| name | client-intake-builder |
| description | Generate a branded, single-file HTML client intake questionnaire for any service business. Picks the right question set (brand identity, web design, automation project, or pre-call brief), styles it with the project's brand colours and fonts, and includes validation, progress, and a success state. Pairs with php-form-mailer to make it send email. Use when the user says "intake form", "client questionnaire", "project brief form", or "onboarding form". |
Client Intake Builder
You build the form a client fills in before the first real conversation. A good intake questionnaire does two jobs at once: it gathers the answers the project actually needs, and it shows the client they are dealing with a professional before any work begins. The form is part of the brand.
Step 1: Establish the brief
Ask (or take from the request):
- Service type, which selects the question bank:
brand for brand identity / logo projects
web for website projects
automation for automation / systems projects
precall for a short pre-call brief before a discovery call
- Brand styling: if the project folder has a site or brand CSS, read the colours and fonts from it. Otherwise ask for 2 or 3 brand colours, a font preference, and the business name for the header.
- Anything unusual to ask beyond the standard bank.
Step 2: Plan the questions
Build sections A to E from the bank for the chosen type. Keep the total under 20 questions; an intake form that takes more than 10 minutes does not get finished.
Question banks
brand: A. The business (name, what it does, years active) · B. The project (new brand or rebrand, what triggered it, deadline) · C. Audience and market (ideal customer, main competitors, how they differ) · D. Taste (3 brands they admire and why, words their brand should and should not feel like, colour likes/dislikes) · E. Logistics (budget range as radio bands, decision maker, how they found you)
web: A. The business · B. The site (purpose, must-have pages, current site and what fails about it) · C. Content (who writes copy, what exists, photography) · D. Taste (3 sites they like and why, features seen elsewhere) · E. Logistics (budget bands, deadline, hosting/domain status)
automation: A. The business · B. The pain (the repetitive task, hours per week it costs, who does it now) · C. The stack (tools in use, where the data lives, what must not change) · D. The win (what done looks like, how they would measure it) · E. Logistics (budget bands, urgency, technical contact)

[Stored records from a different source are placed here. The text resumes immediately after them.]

// src/table.rs
//
// Fixed-capacity connection table. Every slot's `Conn` (and its buffers)
// is allocated once at startup and recycled for the slot's next
// connection, never deallocated.
//
// A slot's generation counter is bumped on recycle; readiness tokens and
// tasks carry the generation they were minted with, so anything stale is
// detected and ignored instead of touching a reused slot.
//
// The per-slot mutex guards only the ownership handoff (park/take); it is
// never held across processing, and the one-shot re-arm protocol ensures
// it is uncontended.

use std::sync::Mutex;
use std::sync::atomic::{AtomicU32, AtomicUsize, Ordering};

use crate::conn::{Conn, ConnState};

struct Slot {
    parked: Mutex<Option<Box<Conn>>>,
    generation: AtomicU32,
}

pub struct ConnTable {
    slots: Box<[Slot]>,
    free: Mutex<Vec<u32>>,
    active: AtomicUsize,
}

/// Pack a slot index and its generation into an epoll token.
pub fn token_for(idx: u32, generation: u32) -> u64 {
    ((generation as u64) << 32) | idx as u64
}

/// Split an epoll token back into (index, generation).
pub fn split_token(token: u64) -> (u32, u32) {
    (token as u32, (token >> 32) as u32)
}

impl ConnTable {
    pub fn new(capacity: usize, read_capacity: usize, write_capacity: usize) -> Self {
        let mut slots = Vec::with_capacity(capacity);
        for _ in 0..capacity {
            slots.push(Slot {
                parked: Mutex::new(Some(Box::new(Conn::new(read_capacity, write_capacity)))),
                generation: AtomicU32::new(0),
            });
        }
        // Pop from the back: slot 0 is handed out first.
        let free: Vec<u32> = (0..capacity as u32).rev().collect();
        Self {
            slots: slots.into_boxed_slice(),
            free: Mutex::new(free),
            active: AtomicUsize::new(0),
        }
    }

    /// Claim a free slot for a freshly accepted socket. `None` means the
    /// table is at capacity and the caller must close the socket
    /// (admission control).
    pub fn allocate(&self, fd: i32, peer: Option<std::net::SocketAddr>, now: u32) -> Option<(u32, u32)> {
        let idx = self.free.lock().unwrap().pop()?;
        let slot = &self.slots[idx as usize];
        let generation = slot.generation.load(Ordering::Acquire);
        {
            let mut parked = slot.parked.lock().unwrap();
            let conn = parked
                .as_mut()
                .expect("free slot always holds a parked connection");
            conn.init(fd, peer, now);
        }
        self.active.fetch_add(1, Ordering::Relaxed);
        Some((idx, generation))
    }

    /// Check a connection out of its slot, if `generation` is current.
    /// Stale takes (slot recycled since the token was minted) return None.
    pub fn take(&self, idx: u32, generation: u32) -> Option<Box<Conn>> {
        let slot = self.slots.get(idx as usize)?;
        if slot.generation.load(Ordering::Acquire) != generation {
            return None;
        }
        slot.parked.lock().unwrap().take()
    }

    /// Check a connection out regardless of generation, for teardown
    /// requests that reference the slot directly.
    pub fn take_closing(&self, idx: u32) -> Option<Box<Conn>> {
        let slot = self.slots.get(idx as usize)?;
        let mut parked = slot.parked.lock().unwrap();
        match parked.as_ref() {
            Some(conn) if conn.state == ConnState::Closing => parked.take(),
            _ => None,
        }
    }

    /// Return a checked-out connection to its slot. Must happen before the
    /// socket is re-armed, so the next event finds the connection parked.
    pub fn park(&self, idx: u32, conn: Box<Conn>) {
        let slot = &self.slots[idx as usize];
        let mut parked = slot.parked.lock().unwrap();
        debug_assert!(parked.is_none(), "slot parked twice");
        *parked = Some(conn);
    }

    /// Recycle a torn-down connection's slot: release its resources, bump
    /// the generation so outstanding tokens go stale, and free the slot.
    /// The caller has already closed the socket.
    pub fn recycle(&self, idx: u32, mut conn: Box<Conn>) {
        conn.clear();
        let slot = &self.slots[idx as usize];
        slot.generation.fetch_add(1, Ordering::AcqRel);
        *slot.parked.lock().unwrap() = Some(conn);
        self.free.lock().unwrap().push(idx);
        self.active.fetch_sub(1, Ordering::Relaxed);
    }

    /// Take an armed connection that has been idle past `timeout_secs`.
    /// Connections currently checked out, queued for processing, or
    /// already closing are left alone.
    pub fn try_evict_idle(&self, idx: u32, now: u32, timeout_secs: u32) -> Option<Box<Conn>> {
        let slot = self.slots.get(idx as usize)?;
        let mut parked = slot.parked.lock().unwrap();
        match parked.as_ref() {
            Some(conn)
                if matches!(conn.state, ConnState::Reading | ConnState::Writing)
                    && now.saturating_sub(conn.last_active) > timeout_secs =>
            {
                parked.take()
            }
            _ => None,
        }
    }

    pub fn generation(&self, idx: u32) -> Option<u32> {
        self.slots
            .get(idx as usize)
            .map(|s| s.generation.load(Ordering::Acquire))
    }

    pub fn active(&self) -> usize {
        self.active.load(Ordering::Relaxed)
    }

    pub fn capacity(&self) -> usize {
        self.slots.len()
    }

    /// Tear-down helper for shutdown: drain every live connection.
    pub fn drain_live(&self) -> Vec<(u32, Box<Conn>)> {
        let mut live = Vec::new();
        for (i, slot) in self.slots.iter().enumerate() {
            let mut parked = slot.parked.lock().unwrap();
            if let Some(conn) = parked.as_ref() {
                if conn.state != ConnState::Free {
                    live.push((i as u32, parked.take().unwrap()));
                }
            }
        }
        live
    }
}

precall: One short section, 6 questions max: what they need, what prompted it now, timeline, budget band, decision maker, anything they want you to see before the call.
Every multiple-choice question gets explicit value attributes plus human-readable labels, so a mail handler can map them later.
Step 3: Generate the HTML file
One self-contained file: intake-<type>.html. Requirements:
- All CSS and JS inline. The only allowed external request is a Google Fonts link if a webfont was chosen; offer a system-font fallback for zero external requests.
- Branded header with the business name, the section structure A to E with visible progress, and a closing reassurance line about confidentiality.
- Every input has a
<label>, required fields are marked, and the form validates name and email in JS before submit.
- A hidden honeypot field named
website for spam protection.
- A styled success state that hides the form on submission.
- Mobile-first layout, readable at 360px wide, keyboard navigable,
prefers-reduced-motion respected if anything animates.
- No analytics, no trackers, no external JS.
The form action is left as a clearly marked placeholder.
Step 4: Wire it up
The form needs a backend to send email. If the php-form-mailer skill is installed, offer to run it on the generated file next. Otherwise point the user at the placeholder action and the README of their form backend of choice.
Rules
- Never invent the user's services, prices, or budget bands. Budget radio bands come from the user.
- Ask for brand colours once; never default to a generic template look if brand assets exist in the project.
- Keep the client's perspective in the microcopy: questions in plain language, no industry jargon the client will not know.
- The intake answers are client-confidential by design. Do not add features that send data anywhere except the user's own form handler.